Physical characteristics
- • location: Lincoln and Casey counties in Kentucky
- • elevation: 205 m (673 ft)
- • location: Ohio River
- • elevation: 110 m (360 ft)
- Length: 384 mi (618 km)
- Basin size: 25,400 km^{2} (9,800 sq mi)
- • location: Spottsville, Kentucky
- • average: 14,574 cu ft/s (412.7 m^{3}/s)
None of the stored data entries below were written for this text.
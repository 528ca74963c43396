//! In-process metrics registry: a name → counter map.
//!
//! Values here are observability only; they are never part of on-disk state
//! and publishing them to an external backend (Prometheus, OTel, ...) is out
//! of scope for this crate (`spec.md` §1).

use std::collections::HashMap;
use std::sync::Mutex;

/// A mapping from counter name to a monotonically updated 64-bit signed
/// counter. Thread-safe: filesystem helpers increment counters both inside
/// and outside the store's structural lock.
#[derive(Default)]
pub struct MetricsRegistry {
    counters: Mutex<HashMap<String, i64>>,
}

impl MetricsRegistry {
    /// Create an empty registry.
    pub fn new() -> Self {
        Self::default()
    }

    /// Increment `name` by 1.
    pub fn inc(&self, name: &str) {
        self.inc_by(name, 1);
    }

    /// Increment `name` by `n` (may be negative).
    pub fn inc_by(&self, name: &str, n: i64) {
        let mut counters = self.counters.lock().unwrap();
        *counters.entry(name.to_string()).or_insert(0) += n;
    }

    /// Decrement `name` by 1.
    pub fn dec(&self, name: &str) {
        self.inc_by(name, -1);
    }

    /// Decrement `name` by `n`.
    pub fn dec_by(&self, name: &str, n: i64) {
        self.inc_by(name, -n);
    }

    /// Current value of `name`, or 0 if never touched.
    pub fn get(&self, name: &str) -> i64 {
        *self.counters.lock().unwrap().get(name).unwrap_or(&0)
    }

    /// Force `name` to an exact value (used by the startup scan to rebuild
    /// `blobCount`/`byteCount` from scratch).
    pub fn set(&self, name: &str, value: i64) {
        self.counters.lock().unwrap().insert(name.to_string(), value);
    }

    /// Read-only snapshot of every counter touched so far, for tests and any
    /// future external exporter.
    pub fn snapshot(&self) -> Vec<(String, i64)> {
        let counters = self.counters.lock().unwrap();
        let mut out: Vec<_> = counters.iter().map(|(k, v)| (k.clone(), *v)).collect();
        out.sort_by(|a, b| a.0.cmp(&b.0));
        out
    }
}

#[cfg(test)]
mod tests {
    use super::*;

    #[test]
    fn inc_and_dec_accumulate() {
        let m = MetricsRegistry::new();
        m.inc("blobCount");
        m.inc("blobCount");
        m.inc_by("byteCount", 42);
        assert_eq!(m.get("blobCount"), 2);
        assert_eq!(m.get("byteCount"), 42);
        m.dec("blobCount");
        m.dec_by("byteCount", 10);
        assert_eq!(m.get("blobCount"), 1);
        assert_eq!(m.get("byteCount"), 32);
    }

    #[test]
    fn unknown_counter_reads_zero() {
        let m = MetricsRegistry::new();
        assert_eq!(m.get("nonexistent"), 0);
    }

    #[test]
    fn set_overwrites() {
        let m = MetricsRegistry::new();
        m.inc_by("x", 100);
        m.set("x", 7);
        assert_eq!(m.get("x"), 7);
    }
}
= Green River (Kentucky) =

River in Kentucky, United States

The Green River is a 384 mi tributary of the Ohio River that rises in Lincoln County in south central Kentucky. Tributaries of the Green River include the Barren River, the Nolin River, the Pond River and the Rough River. The river was named after Nathanael Greene, a general of the American Revolutionary War.

==Route==
The river rises from south of Halls Gap, Kentucky in central Lincoln County, and follows a meandering path, collecting several smaller streams along its way to its impoundment by Green River Dam near Campbellsville. It continues in a westerly direction and is joined by the Little Barren River before entering the Mammoth Cave National Park. At the western end of the park, it receives the Nolin River a few miles downstream from Nolin River Dam and Lake. Then continuing westward it is joined by the Barren River, which is almost as large at their confluence. It then takes a more northwesterly turn as it proceeds through the Western Kentucky Coalfield. The river provided cooling water for the TVA's Paradise Fossil Plant near Drakesboro, in Muhlenberg County, when it burned coal. Near Sebree it provides coolant water for Robert Reed Power Station, a coal-fired power plant, before it empties into the Ohio River at Spottsville.

==History==
Following the Revolutionary War, many veterans staked claims along the Green River as payment for their military service. The river valley also attracted several vagrants, earning it the dubious nickname Rogue's Harbor.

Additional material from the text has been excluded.